Letang, 30, did it all for the Penguins during their run to the Stanley Cup last season. A case could have been made for him to win the Conn Smythe Trophy instead of Sidney Crosby, even before he scored what proved to be the Cup-winning goal in a 3-1 victory in Game 6 against the San Jose Sharks.

“Without Kris Letang, other people have filled in and have given us good minutes,” Martin said.

And it’s been a group effort. More than once, Pittsburgh has been forced to go long stretches in games with only five defensemen. When Schultz left Game 2 against the Senators, Dumoulin played 26 minutes, Ron Hainsey nearly 25 and Maatta 22. The Penguins won 1-0 to even the series.

“If you look at last year in the playoffs, it was Kris Letang and then the rest of us,” Dumoulin said. “That’s not the case right now. Obviously, whatever role that you’re asked to do, whatever opportunity is there, you’re going to do it. We’re not going to be the offensive guy Kris Letang was. Nobody is going to be in that aspect.”

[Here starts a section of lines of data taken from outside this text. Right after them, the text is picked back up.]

use candle_core::{DType, Device, Module, Tensor};
use candle_nn::{Linear, VarBuilder};
use candle_transformers::models::{bert, distilbert};
use serde_json::Value;
use std::collections::BTreeMap;
use std::fs;
use tracing::debug;

use crate::cache::CachedModelBundle;
use crate::error::{PipelineError, Result};
use crate::tasks::ComponentRole;

/// Opens the bundle's safetensors weights and parses its `config.json`.
pub(crate) fn open_weights(bundle: &CachedModelBundle, device: &Device) -> Result<(VarBuilder<'static>, Value)> {
    let model = bundle.component(ComponentRole::Model).ok_or_else(|| PipelineError::MissingComponent {
        role: ComponentRole::Model,
        model_id: bundle.model_id.clone(),
        reason: "not part of the bundle".to_string(),
    })?;

    let config: Value = serde_json::from_str(&fs::read_to_string(model.require("config.json")?)?)?;
    let weights = model.require("model.safetensors")?.to_path_buf();
    // Safety: the file is owned by the cache and not modified while mapped.
    let vb = unsafe { VarBuilder::from_mmaped_safetensors(&[weights], DType::F32, device)? };
    Ok((vb, config))
}

fn usize_field(config: &Value, key: &str) -> Result<usize> {
    config
        .get(key)
        .and_then(Value::as_u64)
        .map(|v| v as usize)
        .ok_or_else(|| PipelineError::execution(format!("model config has no '{}'", key)))
}

/// Labels from `id2label`, ordered by class index.
pub(crate) fn labels(config: &Value) -> Result<Vec<String>> {
    let map = config
        .get("id2label")
        .and_then(Value::as_object)
        .ok_or_else(|| PipelineError::execution("model config has no id2label"))?;

    let mut indexed = BTreeMap::new();
    for (id, label) in map {
        let id: usize = id
            .parse()
            .map_err(|_| PipelineError::execution(format!("invalid label id '{}'", id)))?;
        indexed.insert(id, label.as_str().unwrap_or_default().to_string());
    }
    Ok(indexed.into_values().collect())
}

/// Returns `vb.pp(prefix)` when the checkpoint stores the base model under
/// `prefix`, otherwise the root builder.
fn base_builder(vb: &VarBuilder<'static>, prefix: &str) -> VarBuilder<'static> {
    if vb.contains_tensor(&format!("{}.embeddings.word_embeddings.weight", prefix)) {
        vb.pp(prefix)
    } else {
        vb.clone()
    }
}

enum Backbone {
    DistilBert(distilbert::DistilBertModel),
    Bert(bert::BertModel),
}

/// A bidirectional encoder checkpoint with access to its head weights.
pub(crate) struct EncoderModel {
    backbone: Backbone,
    /// Root of the checkpoint, for loading task heads.
    pub heads: VarBuilder<'static>,
    pub config: Value,
    pub hidden_size: usize,
    pub device: Device,
}

impl EncoderModel {
    pub fn load(bundle: &CachedModelBundle, device: &Device) -> Result<Self> {
        let (vb, config) = open_weights(bundle, device)?;
        let model_type = config.get("model_type").and_then(Value::as_str).unwrap_or_default();
        debug!("Loading {} encoder for {}", model_type, bundle.model_id);

        let (backbone, hidden_size) = match model_type {
            "distilbert" => {
                let cfg: distilbert::Config = serde_json::from_value(config.clone())?;
                let model = distilbert::DistilBertModel::load(base_builder(&vb, "distilbert"), &cfg)?;
                (Backbone::DistilBert(model), usize_field(&config, "dim")?)
            }
            "bert" => {
                let cfg: bert::Config = serde_json::from_value(config.clone())?;
                let model = bert::BertModel::load(base_builder(&vb, "bert"), &cfg)?;
                (Backbone::Bert(model), usize_field(&config, "hidden_size")?)
            }
            other => {
                return Err(PipelineError::execution(format!(
                    "unsupported encoder architecture '{}'",
                    other
                )))
            }
        };

        Ok(Self { backbone, heads: vb, config, hidden_size, device: device.clone() })
    }

    pub fn is_bert(&self) -> bool {
        matches!(self.backbone, Backbone::Bert(_))
    }

    /// Hidden states of one sequence, shape `(1, seq_len, hidden_size)`.
    pub fn forward(&self, ids: &[u32], type_ids: &[u32]) -> Result<Tensor> {
        let input_ids = Tensor::new(ids, &self.device)?.unsqueeze(0)?;
        let hidden = match &self.backbone {
            Backbone::DistilBert(model) => {
                // Nothing is masked for a single unpadded sequence.
                let mask = Tensor::zeros((1, ids.len()), DType::U8, &self.device)?;
                model.forward(&input_ids, &mask)?
            }
            Backbone::Bert(model) => {
                let token_type_ids = Tensor::new(type_ids, &self.device)?.unsqueeze(0)?;
                model.forward(&input_ids, &token_type_ids, None)?
            }
        };
        Ok(hidden)
    }

    /// Loads a dense layer stored at `name` in the checkpoint.
    pub fn linear(&self, in_dim: usize, out_dim: usize, name: &str) -> Result<Linear> {
        Ok(candle_nn::linear(in_dim, out_dim, self.heads.pp(name))?)
    }
}

/// Sequence classification head of DistilBERT or BERT checkpoints.
pub(crate) struct SequenceClassifier {
    pub encoder: EncoderModel,
    pre: Linear,
    classifier: Linear,
    pub labels: Vec<String>,
}

impl SequenceClassifier {
    pub fn load(bundle: &CachedModelBundle, device: &Device) -> Result<Self> {
        let encoder = EncoderModel::load(bundle, device)?;
        let labels = labels(&encoder.config)?;
        let h = encoder.hidden_size;
        let pre = if encoder.is_bert() {
            encoder.linear(h, h, "bert.pooler.dense")?
        } else {
            encoder.linear(h, h, "pre_classifier")?
        };
        let classifier = encoder.linear(h, labels.len(), "classifier")?;
        Ok(Self { encoder, pre, classifier, labels })
    }

    /// Class logits of one encoded sequence.
    pub fn logits(&self, ids: &[u32], type_ids: &[u32]) -> Result<Tensor> {
        let hidden = self.encoder.forward(ids, type_ids)?;
        let cls = hidden.squeeze(0)?.get(0)?.unsqueeze(0)?;
        let pooled = self.pre.forward(&cls)?;
        let pooled = if self.encoder.is_bert() { pooled.tanh()? } else { pooled.relu()? };
        Ok(self.classifier.forward(&pooled)?.squeeze(0)?)
    }
}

The Predators have four impressive defensemen who would qualify as a No. 1 on some teams with Roman Josi, P.K. Subban, Mattias Ekholm and Ryan Ellis, but Dumoulin said focusing on his own job is more important.

“That’s fine with us,” Dumoulin said. “Obviously, they’re great players, but there’s no chip (on) our shoulders. We don’t really pay attention too much. We try to stay level-headed as much as we can. We know what we are as a (defensive) corps. There’s definitely a lot of talk, but we just take the same approach that we have been and go from there.”